La Iglesia de la Santa Cruz del Pedregal, marcará un punto de referencia en la obra de Attolini: en una estructura preexistente proyectada por José Villagrán García, Attolini introduce los valores que definirán su producción subsiguiente: manejo del espacio y de la luz, comprendiendo en sus composiciones que el vacío coexiste con la masa que lo contiene, complejidad y sencillez, esencialidad y monacalidad, cierta religiosidad y alegría intensa se percibe desde el atrio hasta el interior de la iglesia, que es sobresaliente en todos sus componentes.

 

La papelería Lumen de la calle de Arquímedes en Polanco, marcará también un hito en su trayectoria profesional, en este caso dentro de la arquitectura de espacios comerciales.
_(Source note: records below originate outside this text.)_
//! Single-row operations and user-cascade flips for the per-owner reference
//! tables (consumers, receivers, locations).
//!
//! Renames run against the `(user_id, name)` unique index and surface a
//! conflict as `ExistingKey` instead of checking first. Renames are allowed
//! on soft-deleted rows; lookups and single deletes only touch live ones.

use chrono::{DateTime, Utc};
use sea_orm::{
    DatabaseTransaction, QueryFilter, SqlErr, Statement, TransactionTrait, prelude::*,
};

use crate::{EngineError, ResultEngine, exec};

use super::{Engine, normalize_required_name, with_tx};

/// Generates the lookup, rename, lifecycle flips and user-cascade flips for
/// one per-owner reference table.
macro_rules! impl_reference_ops {
    (
        $getter_fn:ident,
        $rename_fn:ident,
        $delete_fn:ident,
        $restore_fn:ident,
        $delete_for_user_fn:ident,
        $restore_for_user_fn:ident,
        $module:ident,
        $domain:ident,
        $table:literal,
        $label:literal,
        $err_msg:literal
    ) => {
        pub async fn $getter_fn(&self, id: i32, user_id: i64) -> ResultEngine<crate::$domain> {
            with_tx!(self, |db_tx| {
                let model = crate::$module::Entity::find_by_id(id)
                    .filter(crate::$module::Column::UserId.eq(user_id))
                    .filter(crate::$module::Column::DeletedAt.is_null())
                    .one(&db_tx)
                    .await?
                    .ok_or_else(|| EngineError::KeyNotFound($err_msg.to_string()))?;
                Ok(crate::$domain::from(model))
            })
        }

        pub async fn $rename_fn(
            &self,
            id: i32,
            name: &str,
            user_id: i64,
        ) -> ResultEngine<crate::$domain> {
            let name = normalize_required_name(name, $label)?;
            with_tx!(self, |db_tx| {
                let backend = db_tx.get_database_backend();
                let now = Utc::now();
                let stmt = Statement::from_sql_and_values(
                    backend,
                    concat!(
                        "UPDATE ",
                        $table,
                        " SET name = ?, updated_at = ? \
                         WHERE id = ? AND user_id = ? \
                         RETURNING *;"
                    ),
                    vec![name.as_str().into(), now.into(), id.into(), user_id.into()],
                );
                let updated: ResultEngine<crate::$module::Model> =
                    exec::one(&db_tx, stmt, concat!("Could not update the ", $label, ".")).await;
                match updated {
                    Err(EngineError::Database(err))
                        if matches!(err.sql_err(), Some(SqlErr::UniqueConstraintViolation(_))) =>
                    {
                        Err(EngineError::ExistingKey(name))
                    }
                    other => other.map(crate::$domain::from),
                }
            })
        }

        pub async fn $delete_fn(&self, id: i32, user_id: i64) -> ResultEngine<crate::$domain> {
            with_tx!(self, |db_tx| {
                let backend = db_tx.get_database_backend();
                let now = Utc::now();
                let stmt = Statement::from_sql_and_values(
                    backend,
                    concat!(
                        "UPDATE ",
                        $table,
                        " SET deleted_at = ?, updated_at = ? \
                         WHERE id = ? AND user_id = ? AND deleted_at IS NULL \
                         RETURNING *;"
                    ),
                    vec![now.into(), now.into(), id.into(), user_id.into()],
                );
                let model: crate::$module::Model =
                    exec::one(&db_tx, stmt, concat!("Could not delete the ", $label, ".")).await?;
                Ok(crate::$domain::from(model))
            })
        }

        pub async fn $restore_fn(&self, id: i32, user_id: i64) -> ResultEngine<crate::$domain> {
            with_tx!(self, |db_tx| {
                let backend = db_tx.get_database_backend();
                let now = Utc::now();
                let stmt = Statement::from_sql_and_values(
                    backend,
                    concat!(
                        "UPDATE ",
                        $table,
                        " SET deleted_at = NULL, updated_at = ? \
                         WHERE id = ? AND user_id = ? AND deleted_at IS NOT NULL \
                         RETURNING *;"
                    ),
                    vec![now.into(), id.into(), user_id.into()],
                );
                let model: crate::$module::Model =
                    exec::one(&db_tx, stmt, concat!("Could not restore the ", $label, ".")).await?;
                Ok(crate::$domain::from(model))
            })
        }

        pub(super) async fn $delete_for_user_fn(
            db_tx: &DatabaseTransaction,
            user_id: i64,
            deleted_at: DateTime<Utc>,
        ) -> ResultEngine<Vec<crate::$module::Model>> {
            let backend = db_tx.get_database_backend();
            let stmt = Statement::from_sql_and_values(
                backend,
                concat!(
                    "UPDATE ",
                    $table,
                    " SET deleted_at = ?, updated_at = ? \
                     WHERE user_id = ? AND deleted_at IS NULL \
                     RETURNING *;"
                ),
                vec![deleted_at.into(), deleted_at.into(), user_id.into()],
            );
            exec::many(db_tx, stmt, None).await
        }

        pub(super) async fn $restore_for_user_fn(
            db_tx: &DatabaseTransaction,
            user_id: i64,
            deleted_at: DateTime<Utc>,
            restored_at: DateTime<Utc>,
        ) -> ResultEngine<Vec<crate::$module::Model>> {
            let backend = db_tx.get_database_backend();
            let stmt = Statement::from_sql_and_values(
                backend,
                concat!(
                    "UPDATE ",
                    $table,
                    " SET deleted_at = NULL, updated_at = ? \
                     WHERE user_id = ? AND deleted_at = ? \
                     RETURNING *;"
                ),
                vec![restored_at.into(), user_id.into(), deleted_at.into()],
            );
            exec::many(db_tx, stmt, None).await
        }
    };
}

impl Engine {
    impl_reference_ops!(
        consumer,
        rename_consumer,
        delete_consumer,
        restore_consumer,
        delete_consumers_for_user,
        restore_consumers_for_user,
        consumers,
        Consumer,
        "consumers",
        "consumer",
        "consumer not exists"
    );

    impl_reference_ops!(
        receiver,
        rename_receiver,
        delete_receiver,
        restore_receiver,
        delete_receivers_for_user,
        restore_receivers_for_user,
        receivers,
        Receiver,
        "receivers",
        "receiver",
        "receiver not exists"
    );

    impl_reference_ops!(
        location,
        rename_location,
        delete_location,
        restore_location,
        delete_locations_for_user,
        restore_locations_for_user,
        locations,
        Location,
        "locations",
        "location",
        "location not exists"
    );
}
El gran pórtico de acceso y el juego de formas geométricas construidas en concreto aparente, constituyen una aportación rotunda a la solución del programa planteada en este encargo, sustentada en la comodidad del consumidor.

 

Fue un arquitecto prolífico. En sus últimas obras, residencias blancas en su mayoría, insistió en la búsqueda de la esencialidad; su capacidad de superación parecía no tener fin. Le preocupaba no repetirse.

 

Attolini logró con una verdadera “familia de artesanos y colaboradores” (a los que reservaba la primera fila en sus conferencias para compartir el aplauso), el desarrollo del diseño total que lo caracterizó siempre: diseñó muebles, tipografías, tapetes, lámparas, jaboneras, ceniceros, picaportes, etc., y hasta el último detalle de manera especial e inagotable para cada una de sus obras.

 

Dio clases durante casi toda su vida profesional, desde 1955 en la UNAM y en diversas escuelas de arquitectura de la Ciudad de México desde 1970, realizando una labor significativa como “hacedor de arquitectos” mediante el contagio a sus alumnos de la pasión por el oficio: “el que está convencido convence”, fue una de sus estrategias pedagógicas infalibles…Puedo afirmar que cualquiera que haya recibido su instrucción, le recuerda con inmenso cariño y gratitud.

 

Fue un hombre de familia por excelencia, apasionado de los caballos, de la Historia y de la Cultura de México, de los paseos y de los viajes, de las buenas lecturas, del románico y del gótico, de Chillida, de Richard Serra o de Mahler, y junto a su esposa, Doña Carmen, cómplice silenciosa y compañera de todos los días, Attolini dedicó su vida incondicionalmente a la búsqueda de la excelencia humana en el oficio de la “buena arquitectura”.

 

Fueron doce años de entrañable amistad que, además de una magnífica enseñanza, un ejemplo de coraje contra su enfermedad, y un sinnúmero de buenos recuerdos, nos permitió, desde la dirección de la Escuela de Arquitectura, reconocerle merecidamente con la instauración de la Medalla Antonio Attolini Lack, que él mismo diseñó y que entregamos cada año -desde el 2006- a arquitectos que con su vida y su obra, personifican los ideales que perseguimos en la formación de nuestros alumnos. Attolini entregó las primeras 5 medallas con su nombre en vida, y nos dejó el proyecto firmado de una Ermita para nuestro Campus, que será, Dios mediante, su obra póstuma. Descanse en paz.